If you are not in the Greater Rochester, NY television viewing area, please see the listings of your local PBS station for possible air dates of these programs.

  • History Detectives. Friday, November 18 at 6 pm on WXXI World (cable 524/DT21.2) In California, a History Detectives viewer owns an American Indian pipe that family legend suggests was given to her ancestor by the famous warrior Chief Red Cloud.
  • We Shall Remain: American Experience: After the Mayflower. Friday, November 18 at 7 pm on WXXI World. This groundbreaking mini-series establishes Native history as an essential part of American history. Four 90-minute documentaries spanning 300 years tell the story of pivotal moments in U.S. history from the Native-American perspective. This first episode explores the polar strategies — peaceful diplomacy and warfare — the Wampanoag people employed in their struggle to maintain their identity.

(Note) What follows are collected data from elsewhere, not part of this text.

//! Implementation of a `slark-build` invocation.
//!
//! Validate the configuration, check the requested action, persist the
//! configuration record and run the pipeline. Nothing touches the
//! filesystem or spawns a process until validation has passed.

use std::path::PathBuf;
use std::time::Instant;

use anyhow::{Context, Result};

use crate::builder::command::CommandRunner;
use crate::builder::generator::{resolve_ndk, CommandGenerator};
use crate::core::{write_record, ActionStage, BuildConfiguration, Platform, RawConfiguration};
use crate::ops::pipeline::{ActionPipeline, PipelineResult};
use crate::util::context::ProjectContext;
use crate::util::shell::{format_duration, Shell, Status};

/// Options for one invocation.
#[derive(Debug, Clone)]
pub struct RebuildOptions {
    /// Unvalidated configuration flags
    pub raw: RawConfiguration,

    /// Last stage to run
    pub action: ActionStage,

    /// Android NDK root given on the command line
    pub ndk: Option<PathBuf>,

    /// Disable the Run stage regardless of config
    pub no_run: bool,

    /// Print what would happen without doing it
    pub dry_run: bool,
}

impl RebuildOptions {
    pub fn new(raw: RawConfiguration, action: ActionStage) -> Self {
        RebuildOptions {
            raw,
            action,
            ndk: None,
            no_run: false,
            dry_run: false,
        }
    }
}

/// Run one invocation against the project in `ctx`.
pub fn rebuild(
    ctx: &ProjectContext,
    opts: &RebuildOptions,
    shell: &Shell,
    runner: &mut dyn CommandRunner,
) -> Result<PipelineResult> {
    let config = BuildConfiguration::from_raw(&opts.raw)?;
    if config.demo && config.platform != Platform::Ios {
        shell.warn(format!(
            "--demo only applies to iOS, ignoring it for {}",
            config.platform
        ));
    }

    let run_stage = !opts.no_run && ctx.config().launcher.enabled;
    let generator =
        CommandGenerator::new(ctx).with_ndk(resolve_ndk(opts.ndk.clone(), ctx.config()));
    generator.check(opts.action, &config)?;
    let mut pipeline = ActionPipeline::new(ctx, shell, runner)
        .with_generator(generator)
        .with_run_stage(run_stage)
        .dry_run(opts.dry_run);
    pipeline.check_target(opts.action)?;

    let record = ctx.record_path();
    let json = write_record(&record, &config).context("failed to persist build configuration")?;
    shell.verbose(Status::Saved, format!("configuration to {}", record.display()));
    shell.note(format!("build configuration\n{}", json.trim_end()));

    let start = Instant::now();
    let result = pipeline.run(opts.action, &config)?;

    if result.is_success() && !opts.dry_run {
        shell.status(
            Status::Finished,
            format!(
                "`{}` for {} ({}) in {}",
                opts.action,
                config.platform,
                config.build_type,
                format_duration(start.elapsed())
            ),
        );
    }

    Ok(result)
}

  • We Shall Remain: American Experience: Tucumseh’s Vision. Friday, November 18 at 8:30 pm on WXXI World, part two of four features Shawnee warrior Tecumseh, who rose to become one of the greatest American leaders of all time.
  • INDEPENDENT LENS: We Are Still Here – Âs Nutayuneân. Sunday, November 20 at 11 pm on WXXI-TV/HD. This tells the remarkable story of the recent cultural and linguistic revival of the Wampanoag tribe of Southeastern Massachusetts. Their ancestors ensured the survival of the Pilgrims — and lived to regret it. Now they are bringing their language home again.

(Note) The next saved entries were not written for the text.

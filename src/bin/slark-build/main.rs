//! slark-build CLI - build orchestrator for the slark native project

use anyhow::Result;
use clap::Parser;
use tracing_subscriber::EnvFilter;

use slark_build::builder::command::SystemRunner;
use slark_build::ops::rebuild;
use slark_build::util::context::ProjectContext;
use slark_build::util::shell::{ColorChoice, Shell};

mod cli;

use cli::{normalize_args, Cli};

fn main() {
    match run() {
        Ok(code) => std::process::exit(code),
        Err(e) => {
            eprintln!("error: {:#}", e);
            std::process::exit(1);
        }
    }
}

fn run() -> Result<i32> {
    // Parse CLI
    let cli = Cli::parse_from(normalize_args(std::env::args_os()));

    // Set up logging. Stdout is reserved for dry-run plans.
    let filter = if cli.verbose {
        EnvFilter::new("slark_build=debug")
    } else {
        EnvFilter::new("slark_build=info")
    };

    tracing_subscriber::fmt()
        .with_env_filter(filter)
        .with_target(false)
        .without_time()
        .with_writer(std::io::stderr)
        .init();

    let color = if cli.no_color {
        ColorChoice::Never
    } else {
        ColorChoice::Auto
    };
    let shell = Shell::from_flags(cli.quiet, cli.verbose, color);

    let ctx = match &cli.root {
        Some(root) => ProjectContext::with_root(root)?,
        None => ProjectContext::discover()?,
    };
    tracing::debug!("project root: {}", ctx.root().display());

    let opts = cli.rebuild_options();
    let mut runner = SystemRunner;
    let result = rebuild(&ctx, &opts, &shell, &mut runner)?;

    Ok(result.exit_code())
}
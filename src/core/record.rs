//! Persisted record of the last-used build configuration.
//!
//! The record is written after every successful argument parse so the most
//! recent configuration can be inspected. It is never read back by the CLI.

use std::io::Write;
use std::path::Path;

use anyhow::{Context, Result};
use tempfile::NamedTempFile;

use crate::core::configuration::BuildConfiguration;
use crate::util::fs::ensure_dir;

/// File name of the record inside the project state directory.
pub const RECORD_FILE_NAME: &str = "config.json";

/// Overwrite the record at `path` with `config`.
///
/// The new contents go to a temporary file in the same directory which is
/// then renamed over the old record, so readers never see a partial file.
/// Returns the JSON that was written.
pub fn write_record(path: &Path, config: &BuildConfiguration) -> Result<String> {
    let parent = path
        .parent()
        .filter(|p| !p.as_os_str().is_empty())
        .unwrap_or_else(|| Path::new("."));
    ensure_dir(parent)?;

    let mut json = serde_json::to_string_pretty(config)
        .context("failed to serialize build configuration")?;
    json.push('\n');

    let mut tmp = NamedTempFile::new_in(parent)
        .with_context(|| format!("failed to create temporary file in {}", parent.display()))?;
    tmp.write_all(json.as_bytes())
        .with_context(|| format!("failed to write {}", tmp.path().display()))?;
    tmp.persist(path)
        .with_context(|| format!("failed to write configuration record: {}", path.display()))?;

    tracing::debug!("wrote configuration record to {}", path.display());
    Ok(json)
}

#[cfg(test)]
mod tests {
    use super::*;
    use crate::core::configuration::{BuildType, Platform};
    use tempfile::TempDir;

    #[test]
    fn test_write_record_creates_parent() {
        let tmp = TempDir::new().unwrap();
        let path = tmp.path().join(".slark").join(RECORD_FILE_NAME);

        let written = write_record(&path, &BuildConfiguration::default()).unwrap();

        let contents = std::fs::read_to_string(&path).unwrap();
        assert_eq!(contents, written);
        let loaded: BuildConfiguration = serde_json::from_str(&contents).unwrap();
        assert_eq!(loaded, BuildConfiguration::default());
    }

    #[test]
    fn test_write_record_overwrites_wholesale() {
        let tmp = TempDir::new().unwrap();
        let path = tmp.path().join(RECORD_FILE_NAME);
        std::fs::write(&path, "{\"stale\": true, \"padding\": \"xxxxxxxxxxxxxxxxxxxx\"}").unwrap();

        let config = BuildConfiguration {
            platform: Platform::Android,
            build_type: BuildType::Release,
            ..Default::default()
        };
        write_record(&path, &config).unwrap();

        let contents = std::fs::read_to_string(&path).unwrap();
        assert!(!contents.contains("stale"));
        assert!(contents.contains("\"Android\""));
        assert!(contents.contains("\"Release\""));
    }
}
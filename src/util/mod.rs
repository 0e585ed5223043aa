//! Shared utilities

pub mod config;
pub mod context;
pub mod fs;
pub mod process;
pub mod shell;

pub use config::Config;
pub use context::ProjectContext;
pub use shell::Shell;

  • Before There Were Parks: Yellowstone & Glacier Through Native Eyes. Sunday, November 20 at 11:30 pm on WXXI World. This film explores modern indigenous perspectives on the great wilderness areas now called Yellowstone and Glacier National Parks that go far beyond their recent status as National Parks.

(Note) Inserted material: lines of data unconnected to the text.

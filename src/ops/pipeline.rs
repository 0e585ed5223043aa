//! The action pipeline: Clear -> Generate -> Build -> Run.
//!
//! Requesting a stage runs every stage up to and including it, strictly in
//! order. The first failing stage stops the pipeline.

use std::io;
use std::path::PathBuf;

use thiserror::Error;

use crate::builder::clear::{CacheInvalidator, ClearReport};
use crate::builder::command::{CommandRunner, ExternalCommand};
use crate::builder::generator::{CommandGenerator, GenerateError};
use crate::builder::launcher::{self, LaunchStatus};
use crate::core::{ActionStage, BuildConfiguration};
use crate::util::context::ProjectContext;
use crate::util::shell::{Shell, Status};

/// Exit code recorded when a command could not be started.
pub const SPAWN_FAILURE_CODE: i32 = 127;

/// Errors raised before any stage runs.
#[derive(Debug, Clone, PartialEq, Eq, Error)]
pub enum PipelineError {
    #[error("the `{0}` action is not available, the run stage is disabled")]
    StageUnavailable(ActionStage),
}

/// Why a stage failed.
#[derive(Debug, Error)]
pub enum StageError {
    #[error("`{command}` exited with status {code}")]
    CommandFailed { command: String, code: i32 },

    #[error("failed to launch `{command}`: {message}")]
    Spawn { command: String, message: String },

    #[error(transparent)]
    Generate(#[from] GenerateError),

    #[error("cannot scan {}: {source}", path.display())]
    Scan {
        path: PathBuf,
        #[source]
        source: io::Error,
    },

    #[error("cannot prepare {}: {message}", path.display())]
    Launch { path: PathBuf, message: String },
}

/// The first stage that failed, and why.
#[derive(Debug)]
pub struct StageFailure {
    pub stage: ActionStage,
    pub error: StageError,
}

/// Outcome of a pipeline run.
#[derive(Debug, Default)]
pub struct PipelineResult {
    /// Stages that finished successfully, in order
    pub completed: Vec<ActionStage>,

    pub first_failure: Option<StageFailure>,

    /// Report of the Clear stage, if it ran
    pub clear_report: Option<ClearReport>,

    /// Set when Run found no executable
    pub missing_artifact: Option<PathBuf>,

    /// Commands attempted (or, in a dry run, planned), in order
    pub commands: Vec<ExternalCommand>,

    /// Exit code of the last command attempted
    pub last_exit_code: Option<i32>,
}

impl PipelineResult {
    pub fn is_success(&self) -> bool {
        self.first_failure.is_none()
    }

    /// Process exit code for this run.
    ///
    /// The code of the last external command attempted. When no command ran,
    /// success depends on the Clear walk having no per-path errors.
    pub fn exit_code(&self) -> i32 {
        let code = match self.last_exit_code {
            Some(code) => code,
            None => {
                let clear_failed = self.clear_report.as_ref().is_some_and(|r| r.has_errors());
                i32::from(clear_failed)
            }
        };
        if code == 0 && self.first_failure.is_some() {
            1
        } else {
            code
        }
    }
}

/// Runs build stages in order with fail-fast semantics.
pub struct ActionPipeline<'a> {
    ctx: &'a ProjectContext,
    generator: CommandGenerator<'a>,
    shell: &'a Shell,
    runner: &'a mut dyn CommandRunner,
    run_stage: bool,
    dry_run: bool,
}

impl<'a> ActionPipeline<'a> {
    pub fn new(
        ctx: &'a ProjectContext,
        shell: &'a Shell,
        runner: &'a mut dyn CommandRunner,
    ) -> Self {
        ActionPipeline {
            ctx,
            generator: CommandGenerator::new(ctx),
            shell,
            runner,
            run_stage: true,
            dry_run: false,
        }
    }

    /// Use a specific command generator.
    pub fn with_generator(mut self, generator: CommandGenerator<'a>) -> Self {
        self.generator = generator;
        self
    }

    /// Enable or disable the optional Run stage.
    pub fn with_run_stage(mut self, enabled: bool) -> Self {
        self.run_stage = enabled;
        self
    }

    /// Print commands and would-be removals instead of acting.
    pub fn dry_run(mut self, dry_run: bool) -> Self {
        self.dry_run = dry_run;
        self
    }

    /// Check that `target` can be requested at all.
    pub fn check_target(&self, target: ActionStage) -> Result<(), PipelineError> {
        if target == ActionStage::Run && !self.run_stage {
            return Err(PipelineError::StageUnavailable(target));
        }
        Ok(())
    }

    /// Run every stage from Clear through `target`.
    pub fn run(
        &mut self,
        target: ActionStage,
        config: &BuildConfiguration,
    ) -> Result<PipelineResult, PipelineError> {
        self.check_target(target)?;

        let mut result = PipelineResult::default();
        for stage in target.prerequisites() {
            match self.run_one(stage, config, &mut result) {
                Ok(()) => result.completed.push(stage),
                Err(error) => {
                    tracing::debug!("stage `{}` failed: {}", stage, error);
                    self.shell.error(format!("{} failed: {}", stage, error));
                    result.first_failure = Some(StageFailure { stage, error });
                    break;
                }
            }
        }

        Ok(result)
    }

    fn run_one(
        &mut self,
        stage: ActionStage,
        config: &BuildConfiguration,
        result: &mut PipelineResult,
    ) -> Result<(), StageError> {
        match stage {
            ActionStage::Clear => {
                let report = self.clear()?;
                result.clear_report = Some(report);
                Ok(())
            }
            ActionStage::Generate => {
                self.shell.status(
                    Status::Generating,
                    format!("{} project ({})", config.platform, config.build_type),
                );
                self.execute_all(stage, config, result)
            }
            ActionStage::Build => {
                self.shell.status(
                    Status::Building,
                    format!("{} project ({})", config.platform, config.build_type),
                );
                self.execute_all(stage, config, result)
            }
            ActionStage::Run => self.launch(config, result),
        }
    }

    fn clear(&self) -> Result<ClearReport, StageError> {
        let root = self.ctx.root();
        self.shell
            .status(Status::Clearing, format!("CMake cache in {}", root.display()));

        let report = CacheInvalidator::new(root)
            .dry_run(self.dry_run)
            .clear()
            .map_err(|source| StageError::Scan {
                path: root.to_path_buf(),
                source,
            })?;

        for path in report.removed_files.iter().chain(&report.removed_dirs) {
            if self.dry_run {
                self.shell.plan_line(format!("remove {}", path.display()));
            } else {
                self.shell.verbose(Status::Removed, path.display());
            }
        }
        for err in &report.errors {
            self.shell.warn(format!(
                "could not remove {}: {}",
                err.path.display(),
                err.message
            ));
        }

        if report.is_empty() {
            self.shell.status(Status::Skipped, "nothing to clear");
        } else if !self.dry_run {
            self.shell.status(
                Status::Removed,
                format!(
                    "{} files, {} directories",
                    report.removed_files.len(),
                    report.removed_dirs.len()
                ),
            );
        }

        Ok(report)
    }

    fn launch(
        &mut self,
        config: &BuildConfiguration,
        result: &mut PipelineResult,
    ) -> Result<(), StageError> {
        let executable = self.ctx.executable();
        self.shell
            .status(Status::Running, executable.display());

        if !self.dry_run {
            let status = launcher::prepare(&executable).map_err(|e| StageError::Launch {
                path: executable.clone(),
                message: format!("{:#}", e),
            })?;

            if status == LaunchStatus::Missing {
                self.shell.warn(format!(
                    "nothing to run, {} could not be launched",
                    executable.display()
                ));
                result.missing_artifact = Some(executable);
                return Ok(());
            }
        }

        self.execute_all(ActionStage::Run, config, result)
    }

    fn execute_all(
        &mut self,
        stage: ActionStage,
        config: &BuildConfiguration,
        result: &mut PipelineResult,
    ) -> Result<(), StageError> {
        for cmd in self.generator.generate(stage, config)? {
            self.execute(cmd, result)?;
        }
        Ok(())
    }

    fn execute(&mut self, cmd: ExternalCommand, result: &mut PipelineResult) -> Result<(), StageError> {
        let command = cmd.display_command();

        if self.dry_run {
            self.shell.plan_line(&command);
            result.commands.push(cmd);
            return Ok(());
        }

        tracing::debug!("running `{}` in {}", command, cmd.cwd.display());
        self.shell.verbose(Status::Info, &command);

        let outcome = self.runner.run(&cmd);
        result.commands.push(cmd);

        let code = match outcome {
            Ok(code) => code,
            Err(e) => {
                result.last_exit_code = Some(SPAWN_FAILURE_CODE);
                return Err(StageError::Spawn {
                    command,
                    message: format!("{:#}", e),
                });
            }
        };

        result.last_exit_code = Some(code);
        if code != 0 {
            return Err(StageError::CommandFailed { command, code });
        }
        Ok(())
    }
}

  • Columbus Day Legacy. Sunday night, November 20 at 12:30 am on WXXI-TV. Navajo filmmaker Bennie Klain explores the quintessential American issues of free speech and ethnic pride against the backdrop of the ongoing Columbus Day parade controversy in Denver, Colorado. 
  • History Detectives. Tuesday, November 22 at 9:00 pm on WXXI World. A mysterious bible laced with Cherokee writing provides insight to the "Trail of Tears" march.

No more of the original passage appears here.